Assignment> Repeat, exactly as written, the lines of the records below from the first through the line with "stream that was", but none past it.

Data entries
☆ ☆ ☆

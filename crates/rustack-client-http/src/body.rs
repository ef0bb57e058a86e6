//! Request and response body type.
//!
//! [`ByteStream`] is either empty, an in-memory buffer, or a single-use stream. A stream can
//! be read exactly once: [`ByteStream::read_data`] drains it into a buffer and replaces the
//! stream with that buffer, after which the bytes are replayable. Reading a stream that was
//! already taken fails with [`ClientError::StreamConsumed`] instead of yielding partial or
//! empty data.

use std::fmt;

use bytes::Bytes;
use futures::future::BoxFuture;
use http_body::{Body, SizeHint};
use http_body_util::combinators::BoxBody;
use http_body_util::{BodyExt, Collected, Empty, Full, Limited};

use crate::error::{BoxError, ClientError};

static EMPTY: Bytes = Bytes::new();

/// A body that is empty, buffered, or a single-use stream.
///
/// `ByteStream` is not itself an `http_body::Body`: frames can only be pulled after handing the
/// whole value over with [`ByteStream::into_body`].
#[derive(Default)]
pub enum ByteStream {
    /// No body.
    #[default]
    Empty,
    /// Fully buffered bytes; may be read any number of times.
    Data(Bytes),
    /// A lazily produced body; may be read once.
    Stream(BoxBody<Bytes, BoxError>),
    /// The stream was taken and nothing replaced it.
    Consumed,
}

impl fmt::Debug for ByteStream {
    fn fmt(&self, f: &mut fmt::Formatter<'_>) -> fmt::Result {
        match self {
            Self::Empty => f.write_str("Empty"),
            Self::Data(data) => f.debug_tuple("Data").field(&data.len()).finish(),
            Self::Stream(body) => f
                .debug_struct("Stream")
                .field("size_hint", &body.size_hint().exact())
                .finish(),
            Self::Consumed => f.write_str("Consumed"),
        }
    }
}

impl ByteStream {
    /// Wrap any `http_body::Body` as a single-use stream.
    pub fn from_body<B>(body: B) -> Self
    where
        B: Body<Data = Bytes> + Send + Sync + 'static,
        B::Error: Into<BoxError>,
    {
        Self::Stream(body.map_err(Into::into).boxed())
    }

    /// The buffered bytes, if the body is replayable.
    ///
    /// `Empty` yields an empty buffer; a stream or a consumed body yields `None`.
    #[must_use]
    pub fn bytes(&self) -> Option<&Bytes> {
        match self {
            Self::Empty => Some(&EMPTY),
            Self::Data(data) => Some(data),
            Self::Stream(_) | Self::Consumed => None,
        }
    }

    /// Whether the body can be read more than once.
    #[must_use]
    pub fn is_replayable(&self) -> bool {
        matches!(self, Self::Empty | Self::Data(_))
    }

    /// Whether the body is a stream that has not been read yet.
    #[must_use]
    pub fn is_stream(&self) -> bool {
        matches!(self, Self::Stream(_))
    }

    /// Size bounds of the body. A consumed body reports zero.
    #[must_use]
    pub fn size_hint(&self) -> SizeHint {
        match self {
            Self::Empty | Self::Consumed => SizeHint::with_exact(0),
            Self::Data(data) => SizeHint::with_exact(data.len() as u64),
            Self::Stream(body) => body.size_hint(),
        }
    }

    /// Materialize the body into a buffer and return it.
    ///
    /// A stream is drained once and replaced by the buffer; later calls return the same bytes.
    /// If draining fails or the future is dropped mid-read, the partial bytes are discarded and
    /// the body is left `Consumed`.
    ///
    /// # Errors
    ///
    /// `BodyMaterialization` if the stream yields an error, `StreamConsumed` if it was taken.
    pub fn read_data(&mut self) -> BoxFuture<'_, Result<Bytes, ClientError>> {
        self.materialize(None)
    }

    /// Like [`read_data`](Self::read_data), failing with `BodyMaterialization` when the body
    /// holds more than `limit` bytes. A buffered body over the limit is left as it was.
    ///
    /// # Errors
    ///
    /// `BodyMaterialization` on stream errors or when the limit is exceeded, `StreamConsumed` if
    /// the stream was taken.
    pub fn read_data_limited(&mut self, limit: usize) -> BoxFuture<'_, Result<Bytes, ClientError>> {
        self.materialize(Some(limit))
    }

    fn materialize(&mut self, limit: Option<usize>) -> BoxFuture<'_, Result<Bytes, ClientError>> {
        Box::pin(async move {
            match std::mem::replace(self, Self::Consumed) {
                Self::Empty => {
                    *self = Self::Empty;
                    Ok(Bytes::new())
                }
                Self::Data(data) => {
                    let len = data.len();
                    *self = Self::Data(data.clone());
                    match limit {
                        Some(limit) if len > limit => Err(ClientError::BodyMaterialization(
                            format!("buffered body of {len} bytes exceeds the {limit} byte limit")
                                .into(),
                        )),
                        _ => Ok(data),
                    }
                }
                Self::Consumed => Err(ClientError::StreamConsumed),
                Self::Stream(body) => {
                    let collect: BoxFuture<'static, Result<Collected<Bytes>, BoxError>> =
                        match limit {
                            Some(limit) => Box::pin(Limited::new(body, limit).collect()),
                            None => Box::pin(body.collect()),
                        };
                    let data = collect
                        .await
                        .map_err(ClientError::BodyMaterialization)?
                        .to_bytes();
                    tracing::trace!(bytes = data.len(), "materialized body stream");
                    *self = Self::Data(data.clone());
                    Ok(data)
                }
            }
        })
    }

    /// Consume the body and return all of its bytes.
    ///
    /// Intended for single-pass readers that have no further use for the body.
    ///
    /// # Errors
    ///
    /// Same as [`read_data`](Self::read_data).
    pub async fn collect(mut self) -> Result<Bytes, ClientError> {
        self.materialize(None).await
    }

    /// Hand the body over as an `http_body::Body` for a transport.
    ///
    /// # Errors
    ///
    /// `StreamConsumed` if the stream was already taken.
    pub fn into_body(self) -> Result<BoxBody<Bytes, BoxError>, ClientError> {
        match self {
            Self::Empty => Ok(Empty::<Bytes>::new().map_err(Into::into).boxed()),
            Self::Data(data) => Ok(Full::new(data).map_err(Into::into).boxed()),
            Self::Stream(body) => Ok(body),
            Self::Consumed => Err(ClientError::StreamConsumed),
        }
    }
}

impl From<Bytes> for ByteStream {
    fn from(data: Bytes) -> Self {
        Self::Data(data)
    }
}

impl From<Vec<u8>> for ByteStream {
    fn from(data: Vec<u8>) -> Self {
        Self::Data(Bytes::from(data))
    }
}

impl From<String> for ByteStream {
    fn from(data: String) -> Self {
        Self::Data(Bytes::from(data))
    }
}

impl From<&'static str> for ByteStream {
    fn from(data: &'static str) -> Self {
        Self::Data(Bytes::from_static(data.as_bytes()))
    }
}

☆ ☆ ☆

Response to the exercise>
filename crates/rustack-client-http/src/body.rs
repository ef0bb57e058a86e6
//! Request and response body type.
//!
//! [`ByteStream`] is either empty, an in-memory buffer, or a single-use stream. A stream can
//! be read exactly once: [`ByteStream::read_data`] drains it into a buffer and replaces the
//! stream with that buffer, after which the bytes are replayable. Reading a stream that was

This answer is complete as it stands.